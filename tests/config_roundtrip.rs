use barcarte::config::Config;
use std::time::Duration;
use tempfile::TempDir;

#[test]
fn first_run_creates_the_default_config() {
    let temp_dir = TempDir::new().unwrap();
    let config_path = temp_dir.path().join("config.toml");

    let config = Config::load_or_create(&config_path).unwrap();
    assert!(config_path.exists());
    assert_eq!(config.theme, "dark");
    assert!(config.menu_path.is_none());
    assert_eq!(config.toast.display_ms, 4000);
    assert_eq!(config.toast.linger_ms, 2000);
    assert_eq!(config.toast.fast_dismiss_ms, 300);
}

#[test]
fn saved_config_round_trips() {
    let temp_dir = TempDir::new().unwrap();
    let config_path = temp_dir.path().join("config.toml");

    let mut config = Config::default();
    config.theme = "light".to_string();
    config.menu_path = Some(temp_dir.path().join("menu.toml"));
    config.toast.display_ms = 2500;
    config.save(&config_path).unwrap();

    let loaded = Config::load_or_create(&config_path).unwrap();
    assert_eq!(loaded.theme, "light");
    assert_eq!(loaded.menu_path, config.menu_path);
    assert_eq!(loaded.toast.display_ms, 2500);
    // Untouched fields keep their defaults.
    assert_eq!(loaded.toast.linger_ms, 2000);
}

#[test]
fn partial_config_files_fill_in_defaults() {
    let temp_dir = TempDir::new().unwrap();
    let config_path = temp_dir.path().join("config.toml");
    std::fs::write(&config_path, "theme = \"nocolor\"\n").unwrap();

    let config = Config::load_or_create(&config_path).unwrap();
    assert_eq!(config.theme, "nocolor");
    assert_eq!(config.toast.dismiss_threshold, 55.0);
    assert_eq!(config.toast.fade_distance, 180.0);
}

#[test]
fn toast_config_converts_to_controller_timings() {
    let config = Config::default();
    let timings = config.toast.timings();
    assert_eq!(timings.display, Duration::from_millis(4000));
    assert_eq!(timings.linger, Duration::from_millis(2000));
    assert_eq!(timings.fast_dismiss, Duration::from_millis(300));
    assert_eq!(timings.dismiss_threshold, 55.0);
}
//! In-memory order cart.
//!
//! Session-scoped only: nothing is persisted and nothing is sent anywhere.
//! The header shows the running count.

use crate::menu::MenuItem;

/// Items the guest has added this session, in add order.
#[derive(Debug, Default)]
pub struct Cart {
    items: Vec<MenuItem>,
}

impl Cart {
    pub fn new() -> Self {
        Self::default()
    }

    /// Add an item and return the new count.
    pub fn add(&mut self, item: MenuItem) -> usize {
        self.items.push(item);
        self.items.len()
    }

    pub fn count(&self) -> usize {
        self.items.len()
    }

    pub fn is_empty(&self) -> bool {
        self.items.is_empty()
    }

    pub fn items(&self) -> &[MenuItem] {
        &self.items
    }
}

_Exercise instructions:_ With "MenuItem" as the string to match, show every line of the entries above that has it.

_Written answer:_
use crate::menu::MenuItem;
    items: Vec<MenuItem>,
    pub fn add(&mut self, item: MenuItem) -> usize {
    pub fn items(&self) -> &[MenuItem] {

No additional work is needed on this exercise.